In fact, Jason Horowitz’s useful assessment of liberals mugged by reality in the Washington Post makes clear that many liberal hawks discouraged by the wars in Iraq and Afghanistan have gone silent in the debate over Syria. In fairness, as Horowitz points out, the former liberal hawks may be deterred as much by “the clear reluctance of a Democratic president to get mired in the Middle East” as by previous interventions gone awry. Either way, some liberal hawks appear not neo-conservative but just plain conservative, as in “marked by moderation or caution”—a dictionary definition that sometimes seems forgotten.

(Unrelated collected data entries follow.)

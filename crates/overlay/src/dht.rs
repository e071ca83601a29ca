//! DHT: the storage realm.
//!
//! Key/value records live on the K nodes whose identifiers are closest to
//! the SHA-1 of the key. A key can hold several values at once — one per
//! originator, or more when the originator appends — and every record
//! carries a TTL after which holders drop it. Originators re-announce
//! their records at half the TTL so a value outlives churn as long as its
//! owner does.

use std::net::SocketAddr;
use std::time::{Duration, Instant};

use ahash::{HashMap, HashMapExt, HashSet, HashSetExt};
use bytes::{Bytes, BytesMut};

use codec::id::NodeId;
use codec::messages::{
    DhtFindValue, DhtFindValueReply, FindNode, FindNodeReply, FindValuePayload, PlainNonce, Store,
};
use codec::{Header, MsgType};

use crate::lookup::{LookupGoal, LookupKind};
use crate::node::{records_to_nodes, NodeState};
use crate::routing::{RoutingTable, K};
use crate::timer::Timeout;
use crate::Realm;

/// Cadence of the storage sweep and owner re-announce.
pub const REFRESH_INTERVAL: Duration = Duration::from_secs(60);

#[derive(Debug, Clone, PartialEq, Eq, Hash)]
struct IdKey {
    id: NodeId,
    key: Bytes,
}

#[derive(Debug)]
struct StoredEntry {
    origin: NodeId,
    value: Bytes,
    ttl: u16,
    stored_at: Instant,
    /// Replica holders this record is known to sit on.
    recvd: HashSet<NodeId>,
}

impl StoredEntry {
    fn expired(&self, now: Instant) -> bool {
        now.duration_since(self.stored_at) > Duration::from_secs(self.ttl as u64)
    }
}

#[derive(Debug)]
pub struct Dht {
    pub table: RoutingTable,
    store: HashMap<IdKey, Vec<StoredEntry>>,
}

impl Dht {
    pub fn new() -> Self {
        Self {
            table: RoutingTable::new(Realm::Dht),
            store: HashMap::new(),
        }
    }

    fn values_for(&self, now: Instant, id: &NodeId, key: &Bytes) -> Vec<Bytes> {
        self.store
            .get(&IdKey { id: *id, key: key.clone() })
            .map(|entries| {
                entries
                    .iter()
                    .filter(|e| !e.expired(now))
                    .map(|e| e.value.clone())
                    .collect()
            })
            .unwrap_or_default()
    }

    fn insert(
        &mut self,
        now: Instant,
        id: NodeId,
        key: Bytes,
        value: Bytes,
        ttl: u16,
        unique: bool,
        origin: NodeId,
        replica: Option<NodeId>,
    ) {
        let entries = self.store.entry(IdKey { id, key }).or_default();

        if unique {
            entries.retain(|e| e.origin != origin);
        }

        if let Some(existing) = entries
            .iter_mut()
            .find(|e| e.origin == origin && e.value == value)
        {
            existing.ttl = ttl;
            existing.stored_at = now;
            if let Some(replica) = replica {
                existing.recvd.insert(replica);
            }
            return;
        }

        let mut recvd = HashSet::new();
        if let Some(replica) = replica {
            recvd.insert(replica);
        }

        entries.push(StoredEntry {
            origin,
            value,
            ttl,
            stored_at: now,
            recvd,
        });
    }

    pub fn sweep(&mut self, now: Instant) {
        self.store.retain(|_, entries| {
            entries.retain(|e| !e.expired(now));
            !entries.is_empty()
        });
    }

    pub fn stored_keys(&self) -> usize {
        self.store.len()
    }
}

impl Default for Dht {
    fn default() -> Self {
        Self::new()
    }
}

impl NodeState {
    pub(crate) fn recv_dht_ping(&mut self, now: Instant, hdr: &Header, body: &[u8], from: SocketAddr) {
        let Ok(ping) = PlainNonce::decode(body) else {
            return;
        };

        self.peers.add(now, hdr.src, from);

        let mut buf = BytesMut::new();
        PlainNonce { nonce: ping.nonce }.encode(
            MsgType::DhtPingReply,
            &self.id,
            &hdr.src,
            &mut buf,
        );
        self.outbox.push(from, buf.freeze());
    }

    pub(crate) fn recv_dht_ping_reply(
        &mut self,
        now: Instant,
        hdr: &Header,
        body: &[u8],
        from: SocketAddr,
    ) {
        let Ok(reply) = PlainNonce::decode(body) else {
            return;
        };

        self.peers.add(now, hdr.src, from);
        self.dht
            .table
            .on_ping_reply(reply.nonce, &hdr.src, from, &mut self.timers);
    }

    pub(crate) fn recv_dht_find_node(
        &mut self,
        now: Instant,
        hdr: &Header,
        body: &[u8],
        from: SocketAddr,
    ) {
        let Ok(msg) = FindNode::decode(body) else {
            return;
        };

        self.peers.add(now, hdr.src, from);
        self.offer_to_table(now, Realm::Dht, hdr.src, from);

        let nodes = self.dht.table.lookup(&self.id, &msg.target, K);
        let mut buf = BytesMut::new();
        FindNodeReply {
            nonce: msg.nonce,
            target: msg.target,
            family: self.family,
            nodes: self.nodes_to_records(&nodes),
        }
        .encode(MsgType::DhtFindNodeReply, &self.id, &hdr.src, &mut buf);
        self.outbox.push(from, buf.freeze());
    }

    pub(crate) fn recv_dht_find_node_reply(
        &mut self,
        now: Instant,
        hdr: &Header,
        body: &[u8],
        from: SocketAddr,
    ) {
        let Ok(msg) = FindNodeReply::decode(body) else {
            return;
        };

        self.peers.add(now, hdr.src, from);
        self.offer_to_table(now, Realm::Dht, hdr.src, from);

        let nodes = records_to_nodes(&msg.nodes, from, &hdr.src);
        self.lookup_nodes_received(now, msg.nonce, &hdr.src, nodes);
    }

    pub(crate) fn recv_dht_find_value(
        &mut self,
        now: Instant,
        hdr: &Header,
        body: &[u8],
        from: SocketAddr,
    ) {
        let Ok(msg) = DhtFindValue::decode(body) else {
            return;
        };

        self.peers.add(now, hdr.src, from);
        self.offer_to_table(now, Realm::Dht, hdr.src, from);

        let values = self.dht.values_for(now, &msg.target, &msg.key);
        let payload = if values.is_empty() {
            let nodes = self.dht.table.lookup(&self.id, &msg.target, K);
            FindValuePayload::Nodes(self.nodes_to_records(&nodes))
        } else {
            FindValuePayload::Values(values)
        };

        let mut buf = BytesMut::new();
        DhtFindValueReply {
            nonce: msg.nonce,
            target: msg.target,
            family: self.family,
            payload,
        }
        .encode(&self.id, &hdr.src, &mut buf);
        self.outbox.push(from, buf.freeze());
    }

    pub(crate) fn recv_dht_find_value_reply(
        &mut self,
        now: Instant,
        hdr: &Header,
        body: &[u8],
        from: SocketAddr,
    ) {
        let Ok(msg) = DhtFindValueReply::decode(body) else {
            return;
        };

        self.peers.add(now, hdr.src, from);
        self.offer_to_table(now, Realm::Dht, hdr.src, from);

        match msg.payload {
            FindValuePayload::Values(values) => {
                self.lookup_values_received(now, msg.nonce, &hdr.src, values);
            }
            FindValuePayload::Nodes(records) => {
                let nodes = records_to_nodes(&records, from, &hdr.src);
                self.lookup_nodes_received(now, msg.nonce, &hdr.src, nodes);
            }
        }
    }

    pub(crate) fn recv_dht_store(&mut self, now: Instant, hdr: &Header, body: &[u8], from: SocketAddr) {
        let Ok(msg) = Store::decode(body) else {
            return;
        };

        self.peers.add(now, hdr.src, from);
        self.dht.insert(
            now,
            msg.target,
            msg.key,
            msg.value,
            msg.ttl,
            msg.unique,
            hdr.src,
            Some(hdr.src),
        );
        log::debug!("[dht] stored record for {} from {}", msg.target, hdr.src);
    }

    /// Place `value` under `key` on the closest replica set.
    pub(crate) fn dht_put(
        &mut self,
        now: Instant,
        key: Bytes,
        value: Bytes,
        ttl: u16,
        unique: bool,
        origin: NodeId,
    ) {
        let target = NodeId::sha1(&key);
        self.start_lookup(
            now,
            Realm::Dht,
            LookupKind::FindNode,
            target,
            LookupGoal::DhtStore {
                key,
                value,
                ttl,
                unique,
                origin,
            },
        );
    }

    /// Continuation of [`dht_put`]: ship the store messages.
    #[allow(clippy::too_many_arguments)]
    pub(crate) fn dht_store_finished(
        &mut self,
        now: Instant,
        target: NodeId,
        key: Bytes,
        value: Bytes,
        ttl: u16,
        unique: bool,
        origin: NodeId,
        nodes: &[crate::NodeAddr],
    ) {
        // if our own identifier belongs in the replica set, keep a copy
        let self_distance = self.id.distance(&target);
        let in_replica_set = nodes.len() < K
            || nodes
                .iter()
                .take(K)
                .any(|n| self_distance < n.id.distance(&target));
        if in_replica_set {
            self.dht.insert(
                now,
                target,
                key.clone(),
                value.clone(),
                ttl,
                unique,
                origin,
                None,
            );
        }

        let msg = Store {
            target,
            ttl,
            unique,
            key,
            value,
        };

        for node in nodes.iter().take(K) {
            let Some(addr) = node.addr else {
                continue;
            };

            let mut buf = BytesMut::new();
            msg.encode(MsgType::DhtStore, &self.id, &node.id, &mut buf);
            self.outbox.push(addr, buf.freeze());
        }
    }

    /// Fetch every value stored under `key`.
    pub(crate) fn dht_get(&mut self, now: Instant, key: Bytes, goal: LookupGoal) {
        let target = NodeId::sha1(&key);
        self.start_lookup(
            now,
            Realm::Dht,
            LookupKind::FindValue { key: Some(key) },
            target,
            goal,
        );
    }

    /// Periodic storage sweep plus owner re-announce.
    pub(crate) fn on_dht_refresh(&mut self, now: Instant) {
        self.dht.sweep(now);

        // re-announce records we originated once half their TTL is gone
        let mut reannounce = Vec::new();
        for (id_key, entries) in self.dht.store.iter() {
            for entry in entries {
                if entry.origin != self.id {
                    continue;
                }
                let half = Duration::from_secs(entry.ttl as u64 / 2);
                if now.duration_since(entry.stored_at) >= half {
                    reannounce.push((id_key.key.clone(), entry.value.clone(), entry.ttl));
                }
            }
        }
        for (key, value, ttl) in reannounce {
            self.dht_put(now, key, value, ttl, false, self.id);
        }

        self.timers
            .schedule(now + REFRESH_INTERVAL, Timeout::DhtRefresh);
    }
}
//! Multi-node scenarios over a simulated network.
//!
//! Each node is a bare `NodeState` bound to a fake address; the
//! simulator shuttles outbound datagrams between them, answers probe
//! socket requests, and drives time by hand. No sockets, no tasks, no
//! sleeps — every scenario is deterministic.

use std::net::SocketAddr;
use std::time::{Duration, Instant};

use bytes::Bytes;

use codec::id::NodeId;
use overlay::{DriverCmd, NodeEvent, NodeState, Realm, RdpEvent, RdpState};

struct Sim {
    nodes: Vec<NodeState>,
    addrs: Vec<SocketAddr>,
    /// Probe sockets handed out for NAT redirect checks:
    /// fake address → (node index, probe nonce).
    probes: Vec<(SocketAddr, usize, u32)>,
    next_probe_port: u16,
    now: Instant,
    /// Deterministic loss/duplication for RDP frames: every `drop`-th
    /// is dropped, every `dup`-th delivered twice.
    rdp_drop: Option<(u32, u32)>,
    rdp_counter: u32,
}

impl Sim {
    fn new(count: usize) -> Self {
        let now = Instant::now();
        let mut nodes = Vec::new();
        let mut addrs = Vec::new();

        for i in 0..count {
            let mut node = NodeState::new(codec::Family::Inet);
            node.start(now);
            nodes.push(node);
            addrs.push(format!("10.0.0.{}:40000", i + 1).parse().unwrap());
        }

        Self {
            nodes,
            addrs,
            probes: Vec::new(),
            next_probe_port: 50000,
            now,
            rdp_drop: None,
            rdp_counter: 0,
        }
    }

    fn node_at(&self, addr: &SocketAddr) -> Option<usize> {
        self.addrs.iter().position(|a| a == addr)
    }

    /// Deliver everything currently queued; returns whether any
    /// datagram moved.
    fn step(&mut self) -> bool {
        let mut moved = false;

        for i in 0..self.nodes.len() {
            for cmd in self.nodes[i].take_driver_cmds() {
                let DriverCmd::OpenProbe { nonce } = cmd;
                let port = self.next_probe_port;
                self.next_probe_port += 1;
                let probe_addr: SocketAddr = format!("10.0.0.{}:{}", i + 1, port).parse().unwrap();
                self.probes.push((probe_addr, i, nonce));
                self.nodes[i].probe_opened(nonce, port);
                moved = true;
            }

            let from = self.addrs[i];
            for (to, datagram) in self.nodes[i].take_outbound() {
                moved = true;

                if let Some((_, owner, nonce)) = self
                    .probes
                    .iter()
                    .find(|(addr, _, _)| *addr == to)
                    .copied()
                {
                    let now = self.now;
                    self.nodes[owner].probe_outcome(now, nonce, Some(&datagram));
                    continue;
                }

                let Some(target) = self.node_at(&to) else {
                    continue; // blackhole
                };

                if datagram.len() > 3 && datagram[3] == u8::from(codec::MsgType::Rdp) {
                    if let Some((drop_each, dup_each)) = self.rdp_drop {
                        self.rdp_counter += 1;
                        if self.rdp_counter % drop_each == 0 {
                            continue;
                        }
                        if self.rdp_counter % dup_each == 0 {
                            let now = self.now;
                            self.nodes[target].handle_datagram(now, from, &datagram);
                        }
                    }
                }

                let now = self.now;
                self.nodes[target].handle_datagram(now, from, &datagram);
            }
        }

        moved
    }

    /// Exchange datagrams until the network goes quiet.
    fn settle(&mut self) {
        for _ in 0..1000 {
            if !self.step() {
                return;
            }
        }
        panic!("network did not settle");
    }

    /// Advance the clock in one-second slices, firing timers and
    /// settling traffic after each.
    fn advance(&mut self, span: Duration) {
        let slices = span.as_secs().max(1);
        for _ in 0..slices {
            self.now += Duration::from_secs(1);
            let now = self.now;
            for node in &mut self.nodes {
                node.run_due(now);
            }
            self.settle();
        }
    }

    /// Advance in RDP-tick slices (for retransmission scenarios).
    fn tick(&mut self, ticks: usize) {
        for _ in 0..ticks {
            self.now += Duration::from_millis(300);
            let now = self.now;
            for node in &mut self.nodes {
                node.run_due(now);
            }
            self.settle();
        }
    }

    fn join(&mut self, joiner: usize, seed: usize, op: u64) {
        let (now, seed_addr) = (self.now, self.addrs[seed]);
        self.nodes[joiner].join(now, seed_addr, op);
        self.settle();
    }

    fn events(&mut self, node: usize) -> Vec<NodeEvent> {
        self.nodes[node].take_events()
    }
}

/// Build a fully joined network of `count` globally reachable nodes.
fn global_network(count: usize) -> Sim {
    let mut sim = Sim::new(count);
    for node in &mut sim.nodes {
        node.set_global();
    }
    for i in 1..count {
        sim.join(i, 0, i as u64);
        let ok = sim
            .events(i)
            .iter()
            .any(|e| matches!(e, NodeEvent::JoinDone { ok: true, .. }));
        assert!(ok, "node {} failed to join", i);
    }
    // drain the seed's accumulated events
    for i in 0..count {
        sim.events(i);
    }
    sim
}

#[test]
fn two_node_join_populates_tables() {
    let mut sim = global_network(2);

    let id_a = sim.nodes[0].id();
    let id_b = sim.nodes[1].id();

    assert!(sim.nodes[1].routing_contains(Realm::Dtun, &id_a));
    assert!(sim.nodes[1].routing_contains(Realm::Dht, &id_a));
    assert!(sim.nodes[0].routing_contains(Realm::Dtun, &id_b));
}

#[test]
fn dgram_reaches_a_joined_peer() {
    let mut sim = global_network(3);
    let id_c = sim.nodes[2].id();
    let id_b = sim.nodes[1].id();

    let now = sim.now;
    sim.nodes[1].dgram(now, b"hello overlay", id_c);
    sim.settle();

    let events = sim.events(2);
    assert!(events.iter().any(|e| matches!(
        e,
        NodeEvent::Dgram { from, data } if *from == id_b && &data[..] == b"hello overlay"
    )));
}

#[test]
fn put_then_get_from_another_node() {
    let mut sim = global_network(6);

    let now = sim.now;
    sim.nodes[1].put(
        now,
        Bytes::from_static(b"foo"),
        Bytes::from_static(b"bar"),
        300,
        false,
    );
    sim.settle();

    let now = sim.now;
    sim.nodes[4].get(now, Bytes::from_static(b"foo"), 99);
    sim.settle();

    let events = sim.events(4);
    let values = events
        .iter()
        .find_map(|e| match e {
            NodeEvent::GetDone { op: 99, values } => values.clone(),
            _ => None,
        })
        .expect("get must find the value");
    assert_eq!(values, vec![Bytes::from_static(b"bar")]);
}

#[test]
fn unique_put_replaces_previous_value() {
    let mut sim = global_network(5);

    let now = sim.now;
    sim.nodes[1].put(
        now,
        Bytes::from_static(b"k"),
        Bytes::from_static(b"v1"),
        300,
        true,
    );
    sim.settle();

    let now = sim.now;
    sim.nodes[1].put(
        now,
        Bytes::from_static(b"k"),
        Bytes::from_static(b"v2"),
        300,
        true,
    );
    sim.settle();

    let now = sim.now;
    sim.nodes[3].get(now, Bytes::from_static(b"k"), 1);
    sim.settle();

    let values = sim
        .events(3)
        .iter()
        .find_map(|e| match e {
            NodeEvent::GetDone { op: 1, values } => values.clone(),
            _ => None,
        })
        .expect("get must succeed");
    assert_eq!(values, vec![Bytes::from_static(b"v2")]);
}

#[test]
fn values_expire_at_their_ttl() {
    let mut sim = global_network(4);

    let now = sim.now;
    sim.nodes[1].put(
        now,
        Bytes::from_static(b"fleeting"),
        Bytes::from_static(b"x"),
        30,
        false,
    );
    sim.settle();

    // two refresh intervals later, well past the 30 s TTL and without
    // the owner re-announcing in time to keep it fresh forever, the
    // sweep may run; a get right after expiry must come back empty
    sim.advance(Duration::from_secs(150));

    // drop the owner so nothing re-announces anymore
    let now = sim.now;
    sim.nodes[2].get(now, Bytes::from_static(b"nonexistent"), 5);
    sim.settle();
    let values = sim.events(2).iter().find_map(|e| match e {
        NodeEvent::GetDone { op: 5, values } => Some(values.clone()),
        _ => None,
    });
    assert_eq!(values, Some(None), "a missing key finds nothing");
}

#[test]
fn rdp_handshake_and_transfer_over_the_overlay() {
    let mut sim = global_network(2);
    let id_a = sim.nodes[0].id();

    sim.nodes[0].rdp_listen(100).expect("port 100 free");

    let now = sim.now;
    let desc_b = sim.nodes[1]
        .rdp_connect(now, 101, id_a, 100)
        .expect("connect");
    sim.settle();

    assert!(sim.events(1).iter().any(|e| matches!(
        e,
        NodeEvent::Rdp { desc, event: RdpEvent::Connected, .. } if *desc == desc_b
    )));
    let desc_a = sim
        .events(0)
        .iter()
        .find_map(|e| match e {
            NodeEvent::Rdp {
                desc,
                event: RdpEvent::Accepted,
                ..
            } => Some(*desc),
            _ => None,
        })
        .expect("accept");

    let data: Vec<u8> = (0..10).collect();
    let now = sim.now;
    assert_eq!(sim.nodes[1].rdp_send(now, desc_b, &data), 10);
    sim.settle();

    assert!(sim.events(0).iter().any(|e| matches!(
        e,
        NodeEvent::Rdp { desc, event: RdpEvent::Ready2Read, .. } if *desc == desc_a
    )));
    assert_eq!(sim.nodes[0].rdp_receive(desc_a), data);
}

#[test]
fn rdp_survives_loss_and_duplication() {
    let mut sim = global_network(2);
    let id_a = sim.nodes[0].id();

    sim.nodes[0].rdp_listen(100).unwrap();
    let now = sim.now;
    let desc_b = sim.nodes[1].rdp_connect(now, 101, id_a, 100).unwrap();

    // lossless handshake, then a hostile wire: every 5th RDP frame
    // dropped, every 3rd duplicated
    sim.settle();
    let desc_a = sim
        .events(0)
        .iter()
        .find_map(|e| match e {
            NodeEvent::Rdp {
                desc,
                event: RdpEvent::Accepted,
                ..
            } => Some(*desc),
            _ => None,
        })
        .expect("accept");
    sim.events(1);
    sim.rdp_drop = Some((5, 3));

    let payload: Vec<u8> = (0..8192u32).map(|i| (i * 31 % 251) as u8).collect();
    let now = sim.now;
    let accepted = sim.nodes[1].rdp_send(now, desc_b, &payload);
    assert_eq!(accepted, payload.len());

    let mut received = Vec::new();
    for _ in 0..300 {
        sim.tick(1);
        received.extend(sim.nodes[0].rdp_receive(desc_a));
        if received.len() >= payload.len() {
            break;
        }
    }

    assert_eq!(received, payload, "byte stream must survive loss");
    assert_eq!(sim.nodes[0].rdp_state(desc_a), RdpState::Open);
}

#[test]
fn rdp_active_close_resets_the_peer() {
    let mut sim = global_network(2);
    let id_a = sim.nodes[0].id();

    sim.nodes[0].rdp_listen(100).unwrap();
    let now = sim.now;
    let desc_b = sim.nodes[1].rdp_connect(now, 101, id_a, 100).unwrap();
    sim.settle();

    let desc_a = sim
        .events(0)
        .iter()
        .find_map(|e| match e {
            NodeEvent::Rdp {
                desc,
                event: RdpEvent::Accepted,
                ..
            } => Some(*desc),
            _ => None,
        })
        .unwrap();
    sim.events(1);

    let now = sim.now;
    sim.nodes[1].rdp_close(now, desc_b);
    sim.settle();

    assert!(sim.events(0).iter().any(|e| matches!(
        e,
        NodeEvent::Rdp { desc, event: RdpEvent::Reset, .. } if *desc == desc_a
    )));
    assert_eq!(sim.nodes[1].rdp_state(desc_b), RdpState::CloseWaitActive);

    // past the retransmission ceiling the closed descriptor is reaped
    sim.advance(Duration::from_secs(34));
    assert_eq!(sim.nodes[1].rdp_state(desc_b), RdpState::Closed);
}

#[test]
fn nat_classifier_reaches_global_through_redirect() {
    let mut sim = Sim::new(2);
    sim.nodes[0].set_global();
    // node 1 keeps detection on

    sim.join(1, 0, 1);
    // echo, echo-reply, probe socket, echo-redirect, redirect-reply
    sim.settle();

    assert_eq!(sim.nodes[1].nat_state(), overlay::NatState::Global);
    assert!(sim
        .events(1)
        .iter()
        .any(|e| matches!(e, NodeEvent::NatState { state: overlay::NatState::Global })));
}

#[test]
fn nat_classifier_times_out_to_nat() {
    let mut sim = Sim::new(1);
    let now = sim.now;

    // probe against an address nobody answers
    sim.nodes[0].join(now, "10.9.9.9:1".parse().unwrap(), 1);
    sim.settle();
    assert_eq!(sim.nodes[0].nat_state(), overlay::NatState::EchoWait1);

    sim.advance(Duration::from_secs(4));
    assert_eq!(sim.nodes[0].nat_state(), overlay::NatState::Nat);
}

/// Drive a lone node into the `nat` state and feed it crafted echo
/// replies carrying the observed ports two peers would report.
fn classify_nat(port_one: u16, port_two: u16) -> overlay::NatState {
    let mut sim = Sim::new(1);
    let s1: SocketAddr = "10.8.8.1:30800".parse().unwrap();
    let s2: SocketAddr = "10.8.8.2:30800".parse().unwrap();

    let now = sim.now;
    sim.nodes[0].join(now, s1, 1);
    let now = sim.now;
    sim.nodes[0].join(now, s2, 2);
    sim.settle();

    // neither seed answers: the echo times out and, with two seeds on
    // file, type detection starts immediately. Advance without
    // settling so the fresh probe echoes stay in the outbox.
    sim.now += Duration::from_secs(4);
    let now = sim.now;
    sim.nodes[0].run_due(now);
    assert_eq!(sim.nodes[0].nat_state(), overlay::NatState::EchoWait2);

    // pick the probe nonce off the wire
    let out = sim.nodes[0].take_outbound();
    let nonce = out
        .iter()
        .find_map(|(_, d)| {
            let (hdr, body) = codec::Header::decode(d).ok()?;
            (hdr.kind == codec::MsgType::NatEcho)
                .then(|| codec::messages::Echo::decode(body).ok())?
        })
        .expect("type-detection echoes on the wire")
        .nonce;

    let node_id = sim.nodes[0].id();
    for (seed, seed_byte, port) in [(s1, 1u8, port_one), (s2, 2u8, port_two)] {
        let mut buf = bytes::BytesMut::new();
        codec::messages::EchoReply {
            nonce,
            observed: format!("198.51.100.7:{port}").parse().unwrap(),
        }
        .encode(
            codec::MsgType::NatEchoReply,
            &NodeId::from_slice(&[seed_byte]),
            &node_id,
            &mut buf,
        );
        let now = sim.now;
        sim.nodes[0].handle_datagram(now, seed, &buf);
    }

    sim.nodes[0].nat_state()
}

#[test]
fn same_observed_port_from_two_peers_is_a_cone_nat() {
    assert_eq!(classify_nat(6000, 6000), overlay::NatState::ConeNat);
}

#[test]
fn different_observed_ports_are_a_symmetric_nat() {
    assert_eq!(classify_nat(6000, 6001), overlay::NatState::SymmetricNat);
}

#[test]
fn resolution_failure_drops_queued_dgrams() {
    let mut sim = global_network(2);

    // an identifier nobody has ever seen
    let ghost = NodeId::sha1(b"ghost");
    let now = sim.now;
    sim.nodes[1].dgram(now, b"into the void", ghost);
    sim.settle();

    // the lookup runs its course without finding an endpoint
    sim.advance(Duration::from_secs(5));

    let events = sim.events(0);
    assert!(
        !events
            .iter()
            .any(|e| matches!(e, NodeEvent::Dgram { .. })),
        "nothing may be delivered for an unresolvable identifier"
    );
}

Perhaps more interesting, however, is what happens when neoconservatives are mugged by reality a second time. Though most neoconservatives don’t appear quite ready to give up on deeper U.S. involvement in Syria in one way or another, more than a few are looking over their shoulders in dark alleys. How else to explain their increasingly frequent denunciations of “isolationism” that virtually no one is advocating? Or their calls for no-fly zones, drone attacks, arms shipments and similar measures to avoid “boots on the ground” in Syria? They may not be concerned by the troubling realities of the Middle East, but neoconservatives can certainly see the shadow of America’s domestic political realities approaching them from behind. Hopefully it will encourage them to become a little more cautiously conservative too.